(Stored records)

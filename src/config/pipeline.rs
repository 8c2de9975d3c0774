// Copyright (c) 2025 Fabstir
// SPDX-License-Identifier: BUSL-1.1
//! Pipeline configuration

use std::env;
use std::fmt;
use std::path::PathBuf;
use std::str::FromStr;
use std::sync::Arc;
use thiserror::Error;
use tracing::{info, warn};
use url::Url;

use crate::classification::{
    ClassificationOrchestrator, InferenceError, InferenceProvider, PipelineStrategy, RoboflowClient,
    ValidityMode,
};
use crate::classification::validation::DEFAULT_MAX_IMAGE_BYTES;
use crate::labels::{BuiltTables, FruitKey, LabelTables, TableError, DEFAULT_RIPENESS_MODEL};
use crate::monitoring::PipelineMetrics;
use crate::storage::{
    supabase, InMemoryRecordStore, PersistenceError, RecordStore, SupabaseRecordStore,
};

pub const DEFAULT_INFERENCE_ENDPOINT: &str = "https://detect.roboflow.com";
pub const DEFAULT_FRUIT_TYPE_MODEL: &str = "fruit-type-detection/1";
pub const DEFAULT_TIMEOUT_MS: u64 = 30_000;

/// Errors wiring components from configuration
#[derive(Debug, Error)]
pub enum SetupError {
    #[error("Invalid configuration: {0}")]
    Invalid(String),

    #[error(transparent)]
    Tables(#[from] TableError),

    #[error("Inference client setup failed: {0}")]
    Inference(#[from] InferenceError),

    #[error("Record store setup failed: {0}")]
    Store(#[from] PersistenceError),
}

#[derive(Debug, Clone, Copy, PartialEq, Eq, Default)]
pub enum PipelineMode {
    #[default]
    TwoStage,
    SingleStage,
}

impl fmt::Display for PipelineMode {
    fn fmt(&self, f: &mut fmt::Formatter<'_>) -> fmt::Result {
        match self {
            PipelineMode::TwoStage => f.write_str("two-stage"),
            PipelineMode::SingleStage => f.write_str("single-stage"),
        }
    }
}

impl FromStr for PipelineMode {
    type Err = String;

    fn from_str(s: &str) -> Result<Self, Self::Err> {
        match s.trim().to_lowercase().replace('_', "-").as_str() {
            "two-stage" | "two" => Ok(PipelineMode::TwoStage),
            "single-stage" | "single" => Ok(PipelineMode::SingleStage),
            other => Err(format!(
                "unknown pipeline mode '{}', expected two-stage or single-stage",
                other
            )),
        }
    }
}

#[derive(Debug, Clone, Copy, PartialEq, Eq, Default)]
pub enum StorageBackend {
    #[default]
    Memory,
    Supabase,
}

impl fmt::Display for StorageBackend {
    fn fmt(&self, f: &mut fmt::Formatter<'_>) -> fmt::Result {
        match self {
            StorageBackend::Memory => f.write_str("memory"),
            StorageBackend::Supabase => f.write_str("supabase"),
        }
    }
}

impl FromStr for StorageBackend {
    type Err = String;

    fn from_str(s: &str) -> Result<Self, Self::Err> {
        match s.trim().to_lowercase().as_str() {
            "memory" | "in-memory" => Ok(StorageBackend::Memory),
            "supabase" => Ok(StorageBackend::Supabase),
            other => Err(format!(
                "unknown storage backend '{}', expected memory or supabase",
                other
            )),
        }
    }
}

/// Configuration for the classification pipeline
#[derive(Debug, Clone)]
pub struct PipelineConfig {
    /// Base URL of the detection API
    pub inference_endpoint: String,
    pub inference_api_key: Option<String>,
    /// Per-call timeout for inference and store requests
    pub timeout_ms: u64,
    /// Generic fruit-type model (two-stage only)
    pub fruit_type_model: String,
    /// Fallback ripeness model for fruit keys without a route
    pub default_ripeness_model: String,
    pub mode: PipelineMode,
    /// Fruit key stamped on single-stage records
    pub single_stage_fruit: FruitKey,
    /// Substituted when stage one detects nothing; unset makes that fatal
    pub default_fruit: Option<FruitKey>,
    pub validity_mode: ValidityMode,
    pub max_image_bytes: usize,
    pub storage: StorageBackend,
    pub supabase_url: Option<String>,
    pub supabase_key: Option<String>,
    pub supabase_table: String,
    /// Optional TOML file extending the label tables
    pub label_tables_path: Option<PathBuf>,
}

impl PipelineConfig {
    /// Load configuration from environment variables
    pub fn from_env() -> Self {
        Self::from_lookup(|key| env::var(key).ok())
    }

    /// Load configuration through an arbitrary variable lookup
    pub fn from_lookup<F>(lookup: F) -> Self
    where
        F: Fn(&str) -> Option<String>,
    {
        let var = |key: &str| lookup(key).filter(|v| !v.trim().is_empty());
        let defaults = Self::default();

        Self {
            inference_endpoint: var("INFERENCE_ENDPOINT").unwrap_or(defaults.inference_endpoint),
            inference_api_key: var("INFERENCE_API_KEY"),
            timeout_ms: parse_or("INFERENCE_TIMEOUT_MS", var("INFERENCE_TIMEOUT_MS"), defaults.timeout_ms),
            fruit_type_model: var("FRUIT_TYPE_MODEL").unwrap_or(defaults.fruit_type_model),
            default_ripeness_model: var("DEFAULT_RIPENESS_MODEL")
                .unwrap_or(defaults.default_ripeness_model),
            mode: parse_or("PIPELINE_MODE", var("PIPELINE_MODE"), defaults.mode),
            single_stage_fruit: parse_or(
                "SINGLE_STAGE_FRUIT",
                var("SINGLE_STAGE_FRUIT"),
                defaults.single_stage_fruit,
            ),
            default_fruit: var("DEFAULT_FRUIT_KEY").and_then(|v| match v.parse() {
                Ok(key) => Some(key),
                Err(e) => {
                    warn!("Ignoring DEFAULT_FRUIT_KEY: {}", e);
                    None
                }
            }),
            validity_mode: parse_or("VALIDITY_MODE", var("VALIDITY_MODE"), defaults.validity_mode),
            max_image_bytes: parse_or("MAX_IMAGE_BYTES", var("MAX_IMAGE_BYTES"), defaults.max_image_bytes),
            storage: parse_or("STORAGE_BACKEND", var("STORAGE_BACKEND"), defaults.storage),
            supabase_url: var("SUPABASE_URL"),
            supabase_key: var("SUPABASE_KEY"),
            supabase_table: var("SUPABASE_TABLE").unwrap_or(defaults.supabase_table),
            label_tables_path: var("LABEL_TABLES_PATH").map(PathBuf::from),
        }
    }

    /// Validate the configuration
    pub fn validate(&self) -> Result<(), String> {
        Url::parse(&self.inference_endpoint)
            .map_err(|e| format!("INFERENCE_ENDPOINT is not a valid URL: {}", e))?;
        if self.timeout_ms == 0 {
            return Err("Timeout must be greater than 0".to_string());
        }
        if self.mode == PipelineMode::TwoStage && self.fruit_type_model.trim().is_empty() {
            return Err("Fruit-type model must not be empty in two-stage mode".to_string());
        }
        if self.default_ripeness_model.trim().is_empty() {
            return Err("Default ripeness model must not be empty".to_string());
        }
        if self.max_image_bytes == 0 {
            return Err("Max image size must be greater than 0".to_string());
        }
        if self.storage == StorageBackend::Supabase {
            let url = self
                .supabase_url
                .as_deref()
                .ok_or("SUPABASE_URL is required for the supabase backend")?;
            Url::parse(url).map_err(|e| format!("SUPABASE_URL is not a valid URL: {}", e))?;
            if self.supabase_key.is_none() {
                return Err("SUPABASE_KEY is required for the supabase backend".to_string());
            }
            if self.supabase_table.trim().is_empty() {
                return Err("Supabase table must not be empty".to_string());
            }
        }
        Ok(())
    }

    /// Whether stored records outlive this process
    pub fn is_persistent(&self) -> bool {
        self.storage != StorageBackend::Memory
    }

    /// Built-in tables merged with the optional TOML overrides
    pub fn load_tables(&self) -> Result<BuiltTables, TableError> {
        let overrides = match self.label_tables_path {
            Some(ref path) => {
                info!("Loading label tables from {}", path.display());
                LabelTables::load(path)?
            }
            None => LabelTables::default(),
        };
        overrides.build(&self.default_ripeness_model)
    }

    /// Strategy for the configured mode; single-stage uses the routed model
    pub fn strategy(&self, tables: &BuiltTables) -> PipelineStrategy {
        match self.mode {
            PipelineMode::TwoStage => PipelineStrategy::TwoStage {
                fruit_type_model: self.fruit_type_model.clone(),
                default_fruit: self.default_fruit,
            },
            PipelineMode::SingleStage => PipelineStrategy::single_stage(
                tables.router.route(self.single_stage_fruit),
                self.single_stage_fruit,
            ),
        }
    }

    pub fn build_provider(&self) -> Result<Arc<dyn InferenceProvider>, InferenceError> {
        let client = RoboflowClient::new(
            &self.inference_endpoint,
            self.inference_api_key.clone(),
            self.timeout_ms,
        )?;
        Ok(Arc::new(client))
    }

    pub fn build_store(&self) -> Result<Arc<dyn RecordStore>, PersistenceError> {
        match self.storage {
            StorageBackend::Memory => Ok(Arc::new(InMemoryRecordStore::new())),
            StorageBackend::Supabase => {
                let url = self.supabase_url.as_deref().ok_or_else(|| {
                    PersistenceError::Transport("SUPABASE_URL is not set".to_string())
                })?;
                let key = self.supabase_key.as_deref().ok_or_else(|| {
                    PersistenceError::Transport("SUPABASE_KEY is not set".to_string())
                })?;
                Ok(Arc::new(SupabaseRecordStore::new(
                    url,
                    key,
                    &self.supabase_table,
                    self.timeout_ms,
                )?))
            }
        }
    }

    /// Orchestrator over `provider` with the configured tables and variant
    pub fn build_orchestrator(
        &self,
        provider: Arc<dyn InferenceProvider>,
        metrics: PipelineMetrics,
    ) -> Result<ClassificationOrchestrator, SetupError> {
        self.validate().map_err(SetupError::Invalid)?;
        let tables = self.load_tables()?;
        let strategy = self.strategy(&tables);
        Ok(ClassificationOrchestrator::new(provider, tables, strategy)
            .with_validity_mode(self.validity_mode)
            .with_max_image_bytes(self.max_image_bytes)
            .with_metrics(metrics))
    }
}

impl Default for PipelineConfig {
    fn default() -> Self {
        Self {
            inference_endpoint: DEFAULT_INFERENCE_ENDPOINT.to_string(),
            inference_api_key: None,
            timeout_ms: DEFAULT_TIMEOUT_MS,
            fruit_type_model: DEFAULT_FRUIT_TYPE_MODEL.to_string(),
            default_ripeness_model: DEFAULT_RIPENESS_MODEL.to_string(),
            mode: PipelineMode::TwoStage,
            single_stage_fruit: FruitKey::Default,
            default_fruit: None,
            validity_mode: ValidityMode::ConfidenceOnly,
            max_image_bytes: DEFAULT_MAX_IMAGE_BYTES,
            storage: StorageBackend::Memory,
            supabase_url: None,
            supabase_key: None,
            supabase_table: supabase::DEFAULT_TABLE.to_string(),
            label_tables_path: None,
        }
    }
}

fn parse_or<T>(key: &str, value: Option<String>, default: T) -> T
where
    T: FromStr,
    T::Err: fmt::Display,
{
    match value {
        Some(raw) => match raw.trim().parse() {
            Ok(v) => v,
            Err(e) => {
                warn!("Ignoring {}='{}': {}", key, raw, e);
                default
            }
        },
        None => default,
    }
}
// Copyright (c) 2025 Fabstir
// SPDX-License-Identifier: BUSL-1.1
//! Fruit key to ripeness model routing

use std::collections::HashMap;

use super::fruit::FruitKey;
use super::tables::TableError;

pub const DEFAULT_RIPENESS_MODEL: &str = "fruit-ripeness/1";

/// Maps each [`FruitKey`] to the specialized model used for stage two.
///
/// A key without a route falls back to the default model, so `route` always
/// yields a usable identifier.
#[derive(Debug, Clone)]
pub struct ModelRouter {
    routes: HashMap<FruitKey, String>,
    default_model: String,
}

impl ModelRouter {
    /// Router with no explicit routes
    pub fn new(default_model: &str) -> Result<Self, TableError> {
        let default_model = default_model.trim();
        if default_model.is_empty() {
            return Err(TableError::EmptyEntry {
                table: "routes",
                group: FruitKey::Default.as_str().to_string(),
            });
        }
        Ok(Self {
            routes: HashMap::new(),
            default_model: default_model.to_string(),
        })
    }

    /// Router with the built-in per-fruit models
    pub fn with_defaults() -> Self {
        let routes = [
            (FruitKey::Orange, "orange-ripeness/1"),
            (FruitKey::Watermelon, "watermelon-ripeness/1"),
            (FruitKey::Avocado, "avocado-ripeness/1"),
            (FruitKey::Banana, "banana-ripeness/1"),
            (FruitKey::Mango, "mango-ripeness/1"),
        ]
        .into_iter()
        .map(|(k, m)| (k, m.to_string()))
        .collect();

        Self {
            routes,
            default_model: DEFAULT_RIPENESS_MODEL.to_string(),
        }
    }

    /// Set or replace the route for a key
    pub fn set_route(&mut self, key: FruitKey, model_id: &str) -> Result<(), TableError> {
        let model_id = model_id.trim();
        if model_id.is_empty() {
            return Err(TableError::EmptyEntry {
                table: "routes",
                group: key.as_str().to_string(),
            });
        }
        if key == FruitKey::Default {
            self.default_model = model_id.to_string();
        } else {
            self.routes.insert(key, model_id.to_string());
        }
        Ok(())
    }

    pub fn with_route(mut self, key: FruitKey, model_id: &str) -> Result<Self, TableError> {
        self.set_route(key, model_id)?;
        Ok(self)
    }

    /// Model identifier for a fruit key
    pub fn route(&self, key: FruitKey) -> &str {
        self.route_detailed(key).0
    }

    /// Model identifier plus whether an explicit route matched
    pub fn route_detailed(&self, key: FruitKey) -> (&str, bool) {
        match self.routes.get(&key) {
            Some(model) => (model.as_str(), true),
            None => (self.default_model.as_str(), key == FruitKey::Default),
        }
    }

    pub fn default_model(&self) -> &str {
        &self.default_model
    }

    /// All routes in key order, fallback last
    pub fn table(&self) -> Vec<(FruitKey, &str)> {
        FruitKey::ALL.iter().map(|k| (*k, self.route(*k))).collect()
    }
}

impl Default for ModelRouter {
    fn default() -> Self {
        Self::with_defaults()
    }
}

• Your instructions
In the lines above, spot each one that contains the word "unknown" and copy it.

• Output for this task
                "unknown pipeline mode '{}', expected two-stage or single-stage",
                "unknown storage backend '{}', expected memory or supabase",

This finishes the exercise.